With many butterflies in our stomachs, we talked with the reporter for over an hour. We think the news station did a great job! I could nit pick and tell you of all the things that we spoke about that needed to edited out due to time constraints, like when we said please don't look at our child with pity in your eyes when you see him out using his wheels; he has taught us what is important in life and it simply has nothing to do with what your legs can or can't do.

I won't tell you how we spoke about the regret of not taking Alex in to see the doctor who gave us Alex's initial diagnosis during pregnancy and encouraged us to terminate several times over. In no uncertain terms, we were given such a bleak prognosis about his life. Not that this physician is bad, just that he was uneducated about the reality of living with Spina Bifida today. We wish we could have shared with him the reality of someone living with Spina Bifida now, not what he learned from an old outdated textbook. Its not that spina bifida doesn't have its challenges but that its certainly NOT worth throwing away a life for!

I won't tell you how I wished that Alex had warmed up a little sooner and really showed his stuff by zipping around in his wheels, or how I simply wish I wouldn't have been so nervous and would have known to look at the camera and not the reporter during the taping, ha,ha.
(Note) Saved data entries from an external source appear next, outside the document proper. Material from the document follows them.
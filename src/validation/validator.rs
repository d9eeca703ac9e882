use crate::dataset::Dataset;
use crate::service::Catalogue;
use crate::validation::rules::{
    CatalogueTypenameRule, CleaningRule, MissingMembersRule, RawMapTypenameRule,
};
use tracing::{debug, info};

/// Applies cleaning rules in order, each to the output of the previous one
pub struct Validator<'a> {
    rules: Vec<Box<dyn CleaningRule + 'a>>,
}

impl<'a> Validator<'a> {
    /// The standard cleaning pass: member links, raw-map entries, then catalogue membership
    pub fn new(catalogue: &'a Catalogue) -> Self {
        Self {
            rules: vec![
                Box::new(MissingMembersRule),
                Box::new(RawMapTypenameRule::default()),
                Box::new(CatalogueTypenameRule::new(catalogue)),
            ],
        }
    }

    pub fn with_rules(rules: Vec<Box<dyn CleaningRule + 'a>>) -> Self {
        Self { rules }
    }

    pub fn rule_names(&self) -> Vec<&'static str> {
        self.rules.iter().map(|r| r.name()).collect()
    }

    /// Run every rule in order. Each rule judges records against the dataset left by
    /// the rules before it, so the member check sees the tile layers as built: a group
    /// keeps a member that a later rule removes.
    pub fn clean(&self, dataset: Dataset) -> Dataset {
        let before = dataset.len();

        let cleaned = self.rules.iter().fold(dataset, |current, rule| {
            let snapshot = current.clone();
            let filtered = current.filter(
                |t| {
                    let keep = rule.retain_tile(t, &snapshot);
                    if !keep {
                        debug!(rule = rule.name(), name = %t.name, "Dropped tile layer");
                    }
                    keep
                },
                |g| {
                    let keep = rule.retain_group(g, &snapshot);
                    if !keep {
                        debug!(rule = rule.name(), name = %g.name, "Dropped group layer");
                    }
                    keep
                },
            );
            debug!(
                rule = rule.name(),
                removed = snapshot.len() - filtered.len(),
                "Cleaning rule applied"
            );
            filtered
        });

        info!(
            "Cleaning removed {} of {} records",
            before - cleaned.len(),
            before
        );
        cleaned
    }
}

#[cfg(test)]
mod tests {
    use super::*;
    use crate::extract::{GroupLayerRecord, LayerRecord, TileLayerRecord};

    fn tile(name: &str, typename: Option<&str>) -> LayerRecord {
        LayerRecord::Tile(TileLayerRecord {
            name: name.to_string(),
            title: None,
            typename: typename.map(str::to_string),
            xyz_url: None,
            max_zoom: None,
        })
    }

    fn group(name: &str, typename: Option<&str>, members: &[&str]) -> LayerRecord {
        LayerRecord::Group(GroupLayerRecord {
            name: name.to_string(),
            title: None,
            typename: typename.map(str::to_string),
            members: members.iter().map(|m| m.to_string()).collect(),
        })
    }

    #[test]
    fn test_rule_order() {
        let catalogue = Catalogue::default();
        let validator = Validator::new(&catalogue);
        assert_eq!(
            validator.rule_names(),
            vec!["MissingMembers", "RawMapTypename", "CatalogueTypename"]
        );
    }

    #[test]
    fn test_clean_applies_all_rules() {
        let catalogue = Catalogue::from_typenames(["nls:a", "nls:g", "nls:WFS"]);
        let dataset = Dataset::from_records(vec![
            tile("a", Some("nls:a")),
            tile("raw", Some("nls:WFS")),
            tile("gone", Some("nls:gone")),
            tile("untyped", None),
            group("g", Some("nls:g"), &["a"]),
            group("broken", Some("nls:g"), &["a", "nope"]),
        ]);

        let cleaned = Validator::new(&catalogue).clean(dataset);
        assert_eq!(cleaned.tile_names(), vec!["a", "untyped"]);
        assert_eq!(cleaned.group_names(), vec!["g"]);
    }

    #[test]
    fn test_member_check_uses_tiles_before_later_rules() {
        // "raw" is removed by a later rule, but the group referencing it was
        // already judged against the full tile set.
        let catalogue = Catalogue::from_typenames(["nls:g"]);
        let dataset = Dataset::from_records(vec![
            tile("raw", Some("nls:WFS")),
            group("g", Some("nls:g"), &["raw"]),
        ]);

        let cleaned = Validator::new(&catalogue).clean(dataset);
        assert!(cleaned.tile_names().is_empty());
        assert_eq!(cleaned.group_names(), vec!["g"]);
    }

    #[test]
    fn test_surviving_records_are_unchanged() {
        let catalogue = Catalogue::from_typenames(["nls:a"]);
        let original = Dataset::from_records(vec![tile("a", Some("nls:a"))]);
        let cleaned = Validator::new(&catalogue).clean(original.clone());
        assert_eq!(cleaned, original);
    }
}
Mostly I wish we could have said more succinctly this is the beautiful child we were told to forsake. We had no idea what Spina Bifida was and we were devastated and scared and just held on tight to each other and our faith. I wish we could have had a crystal ball back then to see Alex now. We wasted so much stress, so much worry. He (and his brother) are everything we could have ever hoped for and more, but I won't bother with any of that (he,he) so here it is:

Click on this link for better quality
The interview

If the above doesn't work, here is a taped version.



1 comment:

Leah said...

I came across your blog when I was pregnant with my SB child. The interview was powerful and I think that you have done a good job of it as well. My son has the same lesion level as your son. However I have observed Daniel functioning as if he was a L2 occasionally. So I think that he is a L1 with a small amount of L2 sensation and function. I hope that more people see this. You should repost this during SB awareness month. To raise awareness. Alex is amazing. So are you.